**The problem:**
All lines of the material below that include the string "ExtractorSettings" are to be copied.

......

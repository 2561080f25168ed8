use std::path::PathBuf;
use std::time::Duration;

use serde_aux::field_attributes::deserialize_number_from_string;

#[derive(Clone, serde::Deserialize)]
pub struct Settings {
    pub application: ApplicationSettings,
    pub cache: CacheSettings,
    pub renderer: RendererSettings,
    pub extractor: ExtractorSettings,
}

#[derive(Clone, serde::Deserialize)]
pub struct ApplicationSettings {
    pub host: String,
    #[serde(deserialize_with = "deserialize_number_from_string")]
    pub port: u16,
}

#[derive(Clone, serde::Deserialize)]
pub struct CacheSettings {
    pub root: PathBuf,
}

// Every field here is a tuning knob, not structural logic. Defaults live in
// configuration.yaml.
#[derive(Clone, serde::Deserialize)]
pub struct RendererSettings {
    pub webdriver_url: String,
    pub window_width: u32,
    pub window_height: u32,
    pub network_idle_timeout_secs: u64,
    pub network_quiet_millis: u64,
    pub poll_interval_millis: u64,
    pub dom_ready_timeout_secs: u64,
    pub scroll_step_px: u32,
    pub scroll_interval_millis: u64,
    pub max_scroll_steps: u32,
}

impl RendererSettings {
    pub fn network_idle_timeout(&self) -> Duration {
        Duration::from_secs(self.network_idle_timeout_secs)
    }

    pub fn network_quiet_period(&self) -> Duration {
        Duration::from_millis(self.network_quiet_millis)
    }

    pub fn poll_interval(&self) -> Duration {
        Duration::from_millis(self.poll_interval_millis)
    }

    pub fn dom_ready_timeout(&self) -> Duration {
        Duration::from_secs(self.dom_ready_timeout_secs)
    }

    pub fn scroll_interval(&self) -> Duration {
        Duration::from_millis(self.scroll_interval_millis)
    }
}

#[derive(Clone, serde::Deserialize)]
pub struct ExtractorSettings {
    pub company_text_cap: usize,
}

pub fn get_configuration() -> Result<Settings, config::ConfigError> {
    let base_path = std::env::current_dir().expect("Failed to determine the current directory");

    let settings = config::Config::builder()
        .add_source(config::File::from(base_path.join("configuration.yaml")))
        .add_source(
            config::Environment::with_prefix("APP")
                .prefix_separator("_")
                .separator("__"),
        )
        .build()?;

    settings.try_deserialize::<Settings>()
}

......

**Answer space:**
    pub extractor: ExtractorSettings,
pub struct ExtractorSettings {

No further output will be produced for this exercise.